The primary outcome was time to all-cause mortality assessed by the Veteran Affairs vital status file. Results showed that the all-cause mortality hazard for pulmonary vascular resistance (PVR) was increased at 2.2 Wood units compared PVR of 1.0 Wood unit, when modeled as a continuous variable.
When the researchers compared PVR of 2.2 Wood units or more vs. less than 2.2 Wood units in patients with mPAP of at least 19 mm Hg and pulmonary artery wedge pressure of 15 mm Hg or less, the adjusted HR for mortality was 1.71 (95% CI, 1.59-1.84; P < .0001) and adjusted HR for heart failure hospitalization was 1.27 (95% CI, 1.13-1.43; P = .0001), according to the results.

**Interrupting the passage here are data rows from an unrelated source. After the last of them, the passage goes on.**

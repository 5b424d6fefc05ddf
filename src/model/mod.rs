//! Model loading: definitions, the validated registry and metadata export

pub mod definition;
pub mod metadata;
pub mod registry;

pub use definition::{ModelDefinition, ModelFormat, RuleDefinition, SetDefinition, VariableDefinition};
pub use metadata::{FuzzyMetadata, FuzzySetInfo, RuleInfo, VariableInfo};
pub use registry::Registry;
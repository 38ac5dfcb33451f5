/*
    pic8259_core

    wire.rs

    The outward interrupt-wire contract. A pair raises/lowers its master's
    INT output toward whatever the host wires it to (normally the CPU core's
    INTR line); the slave's output is wired internally to the master's line
    2 and never needs to leave the crate.
*/

/// A level-based output line. `raise`/`lower` are idempotent: calling either
/// twice in a row with no change in between has no additional effect.
pub trait OutputWire {
    fn raise(&mut self);
    fn lower(&mut self);
}

/// An `OutputWire` with no host behind it, for unit tests and for pairs
/// constructed before a host has supplied its own CPU-facing sink.
#[derive(Debug, Default, Clone, Copy, PartialEq, Eq)]
pub struct NullWire {
    pub level: bool,
}

impl OutputWire for NullWire {
    fn raise(&mut self) {
        self.level = true;
    }
    fn lower(&mut self) {
        self.level = false;
    }
}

Maron and colleagues also analyzed the relationship between PVR and clinical outcomes in a validation cohort of 3,699 patients (median age, 60.4 years; 50.3% male) that included 77.6% of patients with mPAP of at least 19 mm Hg. In this cohort, the researchers reported the adjusted HR for mortality was 1.81 (95% CI, 1.33-2.47; P = .0002) for the patients with mPAP of at least 19 mm Hg, PVR of 2.2 Wood units or more and pulmonary artery wedge pressure of 15 mm Hg or less.
This study provides the first evidence-based determination of the appropriate vascular resistance levels used clinically to guide risk assessment in patients with pulmonary hypertension, Maron told Healio.
“These data clarify and widen the range of data from clinical tests that are used to identify and assess risk for patients with pulmonary hypertension. Findings from this study provide much-needed evidence to inform clinicians at point-of-care on who is at risk for major adverse events, including heart failure hospitalization and death,” Maron told Healio. “This, in turn, provides an opportunity to capture a novel and substantial subpopulation of vulnerable patients that heretofore was considered normal.”
Further, Maron noted that “adherence to risk factor modification and standard-of-care lung and cardiac therapy will become increasingly important in the patients identified in this study. Most importantly, these data provide a roadmap for identifying pulmonary hypertension early.”
The researchers noted several limitations of the study, including a primarily male cohort, cohorts from a single country and exclusion of patients with incomplete records.
Maron and colleagues noted that further analyses are warranted.
“Additional research is needed that validates our findings in other pulmonary hypertension populations that are followed prospectively, and studies the effect of treatment on outcome in patients with pulmonary hypertension using the pulmonary artery pressure and pulmonary vascular levels used in our work,” Maron told Healio.